# WHAT YOU NEED TO DO:
Print, exactly as they stand, the lines from the start of the listing to the line containing "let theme = state.get_theme();", inclusive.

※ ※ ※

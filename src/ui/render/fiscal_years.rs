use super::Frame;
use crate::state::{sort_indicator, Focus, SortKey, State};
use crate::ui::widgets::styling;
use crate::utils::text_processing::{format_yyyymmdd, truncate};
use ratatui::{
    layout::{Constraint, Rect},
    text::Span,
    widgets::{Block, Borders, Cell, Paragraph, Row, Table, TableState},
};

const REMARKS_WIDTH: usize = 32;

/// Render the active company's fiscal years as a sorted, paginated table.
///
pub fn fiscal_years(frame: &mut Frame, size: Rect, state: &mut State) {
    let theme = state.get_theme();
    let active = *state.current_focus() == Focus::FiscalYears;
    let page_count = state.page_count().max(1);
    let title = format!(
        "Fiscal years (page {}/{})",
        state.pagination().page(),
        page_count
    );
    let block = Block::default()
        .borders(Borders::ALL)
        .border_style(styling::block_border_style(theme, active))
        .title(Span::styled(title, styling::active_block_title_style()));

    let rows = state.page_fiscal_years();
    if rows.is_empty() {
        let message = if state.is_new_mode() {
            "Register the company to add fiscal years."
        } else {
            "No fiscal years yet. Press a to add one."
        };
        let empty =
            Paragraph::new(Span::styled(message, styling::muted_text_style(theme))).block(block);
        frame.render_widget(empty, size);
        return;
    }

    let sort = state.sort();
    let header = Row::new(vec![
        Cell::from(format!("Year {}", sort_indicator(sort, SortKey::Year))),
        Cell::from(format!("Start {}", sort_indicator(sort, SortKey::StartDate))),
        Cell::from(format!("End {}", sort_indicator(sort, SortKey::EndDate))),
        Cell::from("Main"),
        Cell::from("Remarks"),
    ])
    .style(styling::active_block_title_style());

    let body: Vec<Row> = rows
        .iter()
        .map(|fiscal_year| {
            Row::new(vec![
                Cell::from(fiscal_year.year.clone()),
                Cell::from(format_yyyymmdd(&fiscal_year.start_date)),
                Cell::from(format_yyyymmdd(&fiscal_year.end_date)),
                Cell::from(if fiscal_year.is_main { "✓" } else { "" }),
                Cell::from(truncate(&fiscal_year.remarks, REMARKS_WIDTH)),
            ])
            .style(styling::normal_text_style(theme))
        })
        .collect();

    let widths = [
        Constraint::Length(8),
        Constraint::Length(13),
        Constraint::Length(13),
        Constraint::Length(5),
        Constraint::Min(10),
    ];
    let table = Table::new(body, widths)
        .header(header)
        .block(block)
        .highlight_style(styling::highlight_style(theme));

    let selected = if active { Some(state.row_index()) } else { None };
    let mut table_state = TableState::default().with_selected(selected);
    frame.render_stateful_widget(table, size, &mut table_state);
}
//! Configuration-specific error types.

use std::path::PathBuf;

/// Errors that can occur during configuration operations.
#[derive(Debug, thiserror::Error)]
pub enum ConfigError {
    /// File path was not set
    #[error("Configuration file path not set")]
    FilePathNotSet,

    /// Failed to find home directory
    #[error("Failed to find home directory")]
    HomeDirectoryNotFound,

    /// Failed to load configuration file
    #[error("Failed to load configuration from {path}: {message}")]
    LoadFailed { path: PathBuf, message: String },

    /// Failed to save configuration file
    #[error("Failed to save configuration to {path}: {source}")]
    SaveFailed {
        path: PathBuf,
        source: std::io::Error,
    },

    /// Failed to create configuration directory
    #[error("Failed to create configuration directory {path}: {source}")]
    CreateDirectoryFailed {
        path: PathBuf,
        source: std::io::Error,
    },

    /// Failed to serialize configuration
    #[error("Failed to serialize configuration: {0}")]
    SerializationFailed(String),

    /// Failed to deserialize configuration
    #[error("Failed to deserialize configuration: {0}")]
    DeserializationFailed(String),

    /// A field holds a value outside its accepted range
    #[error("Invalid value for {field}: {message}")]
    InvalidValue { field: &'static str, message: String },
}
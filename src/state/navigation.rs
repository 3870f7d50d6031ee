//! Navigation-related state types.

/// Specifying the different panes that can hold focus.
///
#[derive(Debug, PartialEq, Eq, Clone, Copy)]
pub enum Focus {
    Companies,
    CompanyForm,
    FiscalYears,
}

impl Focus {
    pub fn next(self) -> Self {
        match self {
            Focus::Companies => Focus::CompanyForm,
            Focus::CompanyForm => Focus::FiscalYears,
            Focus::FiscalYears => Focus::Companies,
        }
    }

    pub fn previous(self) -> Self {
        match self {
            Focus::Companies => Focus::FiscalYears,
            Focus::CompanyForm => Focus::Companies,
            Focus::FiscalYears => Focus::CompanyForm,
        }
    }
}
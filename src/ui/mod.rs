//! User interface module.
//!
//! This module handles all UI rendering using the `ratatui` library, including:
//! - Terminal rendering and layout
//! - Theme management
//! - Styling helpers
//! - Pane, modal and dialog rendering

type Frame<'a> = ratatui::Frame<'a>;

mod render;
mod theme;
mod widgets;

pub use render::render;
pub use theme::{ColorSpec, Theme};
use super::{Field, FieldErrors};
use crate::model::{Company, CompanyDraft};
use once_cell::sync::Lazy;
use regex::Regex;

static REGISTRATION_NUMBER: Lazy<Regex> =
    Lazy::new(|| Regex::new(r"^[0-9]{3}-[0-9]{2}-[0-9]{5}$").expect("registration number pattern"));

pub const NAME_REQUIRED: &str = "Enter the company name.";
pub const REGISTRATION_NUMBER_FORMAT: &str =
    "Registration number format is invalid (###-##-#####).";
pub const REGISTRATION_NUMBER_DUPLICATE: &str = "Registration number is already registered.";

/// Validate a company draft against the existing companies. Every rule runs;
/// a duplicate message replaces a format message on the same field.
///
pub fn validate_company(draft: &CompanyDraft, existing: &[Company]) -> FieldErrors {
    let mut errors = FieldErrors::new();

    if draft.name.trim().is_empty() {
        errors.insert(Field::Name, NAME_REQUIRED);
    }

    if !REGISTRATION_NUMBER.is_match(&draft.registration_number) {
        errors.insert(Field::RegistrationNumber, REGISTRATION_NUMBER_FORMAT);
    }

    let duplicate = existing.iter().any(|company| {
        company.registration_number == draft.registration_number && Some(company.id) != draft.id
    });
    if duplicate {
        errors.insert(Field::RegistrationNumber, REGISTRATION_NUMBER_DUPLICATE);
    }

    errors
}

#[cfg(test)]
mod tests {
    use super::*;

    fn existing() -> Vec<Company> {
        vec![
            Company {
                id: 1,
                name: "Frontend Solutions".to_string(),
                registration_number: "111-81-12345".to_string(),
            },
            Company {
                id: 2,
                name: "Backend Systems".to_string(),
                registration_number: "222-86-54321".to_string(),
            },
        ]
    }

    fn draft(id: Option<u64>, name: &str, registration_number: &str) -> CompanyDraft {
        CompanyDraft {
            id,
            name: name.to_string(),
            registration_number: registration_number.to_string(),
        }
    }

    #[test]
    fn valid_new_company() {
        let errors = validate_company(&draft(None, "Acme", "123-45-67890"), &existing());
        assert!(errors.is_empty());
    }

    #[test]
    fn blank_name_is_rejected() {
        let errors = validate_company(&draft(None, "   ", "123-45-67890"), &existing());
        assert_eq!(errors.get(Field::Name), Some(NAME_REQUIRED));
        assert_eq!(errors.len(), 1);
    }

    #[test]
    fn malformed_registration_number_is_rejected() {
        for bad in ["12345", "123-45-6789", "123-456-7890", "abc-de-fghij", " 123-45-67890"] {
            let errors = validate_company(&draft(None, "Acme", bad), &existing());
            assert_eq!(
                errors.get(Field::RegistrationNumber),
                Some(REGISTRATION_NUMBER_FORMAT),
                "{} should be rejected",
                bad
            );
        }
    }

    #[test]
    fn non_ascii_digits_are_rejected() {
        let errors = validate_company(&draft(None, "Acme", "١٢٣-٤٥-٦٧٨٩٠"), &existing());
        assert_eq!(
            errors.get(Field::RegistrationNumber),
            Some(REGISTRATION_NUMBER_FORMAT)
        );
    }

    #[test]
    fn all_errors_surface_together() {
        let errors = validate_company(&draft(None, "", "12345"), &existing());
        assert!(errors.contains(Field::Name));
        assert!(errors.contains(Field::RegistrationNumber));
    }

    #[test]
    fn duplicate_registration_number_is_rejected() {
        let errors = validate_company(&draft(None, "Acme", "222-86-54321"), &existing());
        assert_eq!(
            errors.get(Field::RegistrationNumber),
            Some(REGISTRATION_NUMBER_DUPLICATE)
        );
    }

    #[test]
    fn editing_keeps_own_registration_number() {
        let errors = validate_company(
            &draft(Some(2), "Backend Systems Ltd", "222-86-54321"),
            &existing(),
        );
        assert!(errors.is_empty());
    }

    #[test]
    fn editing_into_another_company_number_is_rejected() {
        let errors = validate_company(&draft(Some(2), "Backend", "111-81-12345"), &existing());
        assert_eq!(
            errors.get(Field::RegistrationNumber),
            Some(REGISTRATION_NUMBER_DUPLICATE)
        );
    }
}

※ ※ ※

# SOLUTION FOR THIS PROBLEM:
filename src/ui/render/fiscal_years.rs
use super::Frame;
use crate::state::{sort_indicator, Focus, SortKey, State};
use crate::ui::widgets::styling;
use crate::utils::text_processing::{format_yyyymmdd, truncate};
use ratatui::{
    layout::{Constraint, Rect},
    text::Span,
    widgets::{Block, Borders, Cell, Paragraph, Row, Table, TableState},
};

const REMARKS_WIDTH: usize = 32;

/// Render the active company's fiscal years as a sorted, paginated table.
///
pub fn fiscal_years(frame: &mut Frame, size: Rect, state: &mut State) {
    let theme = state.get_theme();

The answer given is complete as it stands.